The situation has reached this point because of rapid advancements in AI technology. It’s allowed the creation of deepfaked videos that can imitate gestures and facial expressions, and clone voice and tone with as little as 15 seconds of real audio. This has made it harder to distinguish between actual and fraudulent content – and is causing people to question the validity of everything they see and hear.

Things could get worse before they get better. Ping’s survey found that 54% of respondents are very concerned that AI technology will increase identity fraud, and 41% expect cybercriminals’ use of AI to significantly increase identity threats over the next year.

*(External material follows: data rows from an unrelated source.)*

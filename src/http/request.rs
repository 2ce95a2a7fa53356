//! Request identification middleware.
//!
//! # Responsibilities
//! - Ensure every request carries an `x-request-id` header
//! - Generate a UUID v4 when the client supplied none
//!
//! # Design Decisions
//! - The ID is added as early as possible so it appears in all log events
//! - Client-supplied IDs are kept, matching common gateway behavior

use axum::body::Body;
use axum::http::{HeaderValue, Request};
use tower::{Layer, Service};
use uuid::Uuid;

pub const X_REQUEST_ID: &str = "x-request-id";

/// Layer that stamps requests with an `x-request-id` header.
#[derive(Debug, Clone, Copy, Default)]
pub struct RequestIdLayer;

impl<S> Layer<S> for RequestIdLayer {
    type Service = RequestIdService<S>;

    fn layer(&self, inner: S) -> Self::Service {
        RequestIdService { inner }
    }
}

#[derive(Debug, Clone)]
pub struct RequestIdService<S> {
    inner: S,
}

impl<S> Service<Request<Body>> for RequestIdService<S>
where
    S: Service<Request<Body>>,
{
    type Response = S::Response;
    type Error = S::Error;
    type Future = S::Future;

    fn poll_ready(
        &mut self,
        cx: &mut std::task::Context<'_>,
    ) -> std::task::Poll<Result<(), Self::Error>> {
        self.inner.poll_ready(cx)
    }

    fn call(&mut self, mut request: Request<Body>) -> Self::Future {
        if !request.headers().contains_key(X_REQUEST_ID) {
            let id = Uuid::new_v4().to_string();
            if let Ok(value) = HeaderValue::from_str(&id) {
                request.headers_mut().insert(X_REQUEST_ID, value);
            }
        }
        self.inner.call(request)
    }
}

#[cfg(test)]
mod tests {
    use super::*;
    use std::convert::Infallible;
    use tower::ServiceExt;

    #[tokio::test]
    async fn generates_id_when_absent() {
        let service = RequestIdLayer.layer(tower::service_fn(
            |req: Request<Body>| async move {
                Ok::<_, Infallible>(req.headers().get(X_REQUEST_ID).cloned())
            },
        ));
        let id = service
            .oneshot(Request::builder().body(Body::empty()).unwrap())
            .await
            .unwrap();
        assert!(id.is_some());
    }

    #[tokio::test]
    async fn keeps_client_supplied_id() {
        let service = RequestIdLayer.layer(tower::service_fn(
            |req: Request<Body>| async move {
                Ok::<_, Infallible>(req.headers().get(X_REQUEST_ID).cloned())
            },
        ));
        let id = service
            .oneshot(
                Request::builder()
                    .header(X_REQUEST_ID, "abc-123")
                    .body(Body::empty())
                    .unwrap(),
            )
            .await
            .unwrap();
        assert_eq!(id.unwrap(), "abc-123");
    }
}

In addition, some 48% of respondents are not very confident they have technology in place to defend against AI attacks.

The question becomes: What can Australian organisations do to defend against the increasing emergence of these kinds of AI-enabled threats?

Set Clear Guidelines

There’s an immediate requirement for concise policies and guidelines to be set around how executives communicate within their organisations. The Hong Kong example illustrates the need for clarity of these processes.

Clear instructions should be developed by CEOs and their teams to assure staff members that they won’t be asked to fulfil unusual or unexpected requests. In the event an unusual request is received, it should be clear to employees how to report it, and to who, so that it can be verified in accordance with internal policies.

One should not expect only deepfakes of C-Level executives. Threat actors will likely change over time from focusing on CEOs or CFOs to virtually posing as other staff members, from frontline managers to business unit leaders. Organisational preparedness is non-negotiable as the threat of anyone in the organisation being deepfaked becomes a reality.

Verify, Verify, Verify

To prevent falling victim to a deepfaked video or likeness, it is recommended that organisations employ a multi-layered approach to authenticating someone’s identity internally. Attackers that use deepfakes are relying on a lack of checks and balances in the authentication environment. A single form of authentication is not an effective deterrent.

To stay ahead, businesses should implement multiple layers of authentication. A holistic approach to identity, which involves authentication, authorisation and governance working together, along with layered intelligence and AI, will effectively counter today’s threats.

They are also well-advised to continuously analyse contextual risk signals, and consider strong multi-party approval processes for significant business transactions, among other measures.

With some or all of these options available, it becomes possible to verify any unusual requests received internally more stringently, and gives privileged internal users – such as those in charge of finance – more tools to ensure that they can carry out their business-critical work safely.

Keep Refreshing and Building Internal Skills and Capability

Awareness training is important across a range of cybersecurity domains, and has a role to play in giving people confidence to recognise the warning signs of a deepfake campaign or other identity theft techniques being used against them.

Regular reinforcement training ensures that employees are less likely to become complacent and leave the organisation vulnerable to deepfakes and other digital security threats as a result.

Ongoing cybersecurity awareness training is also essential to foster an environment where staff feel encouraged and able to report anything suspicious that they may receive. This collective alertness reduces the risk of a deepfake or other AI-enabled identity threat being able to execute.